START RECORDS PROVIDED

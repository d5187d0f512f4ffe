//! Statement-walk compiler: turns an [`ast::Program`] into arena-scoped
//! slot instructions plus a deduplicated constant pool.

pub mod symbol;

use thiserror::Error;

use crate::ast::{Expr, Literal, Program, Stmt};
use crate::instr::{ByteCode, Instruction};
use crate::stencil::{StencilError, StencilRegistry};
use crate::tag::{union_mask, Constant, TypeTag};
use symbol::SymbolTable;

#[derive(Debug, Error, PartialEq, Eq)]
pub enum CompileError {
    #[error("line {line}: unknown type name '{name}'")]
    UnknownTypeName { name: String, line: u32 },
    #[error("line {line}: undefined variable '{name}'")]
    UndefinedVariable { name: String, line: u32 },
    #[error("line {line}: undefined struct type '{name}'")]
    UndefinedStructType { name: String, line: u32 },
    #[error("line {line}: variable '{name}' is not a struct or tuple")]
    NotAStructOrTuple { name: String, line: u32 },
    #[error("line {line}: struct '{stencil}' has no field '{field}'")]
    NoSuchField { stencil: String, field: String, line: u32 },
    #[error("line {line}: alloc size must be an integer literal")]
    NonLiteralAllocSize { line: u32 },
    #[error("line {line}: '{kind}' is not allowed outside an alloc block")]
    OutsideAllocBlock { kind: String, line: u32 },
    #[error("line {line}: unsupported expression in this position")]
    UnsupportedExpression { line: u32 },
    #[error("line {line}: {source}")]
    Stencil { source: StencilError, line: u32 },
}

impl CompileError {
    fn stencil(source: StencilError, line: u32) -> Self {
        CompileError::Stencil { source, line }
    }
}

/// Compiles an [`ast::Program`] into [`ByteCode`]. Owns the name-keyed
/// stencil registry, which persists for the life of the compiler (and so
/// across every `alloc` block in the program).
pub struct Compiler {
    stencils: StencilRegistry,
}

impl Default for Compiler {
    fn default() -> Self {
        Self::new()
    }
}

END RECORDS PROVIDED

* WHAT THE TASK ASKS *
Check the entries above for the word "field" and copy every line where it turns up.

* THE ANSWER *
    #[error("line {line}: struct '{stencil}' has no field '{field}'")]
    NoSuchField { stencil: String, field: String, line: u32 },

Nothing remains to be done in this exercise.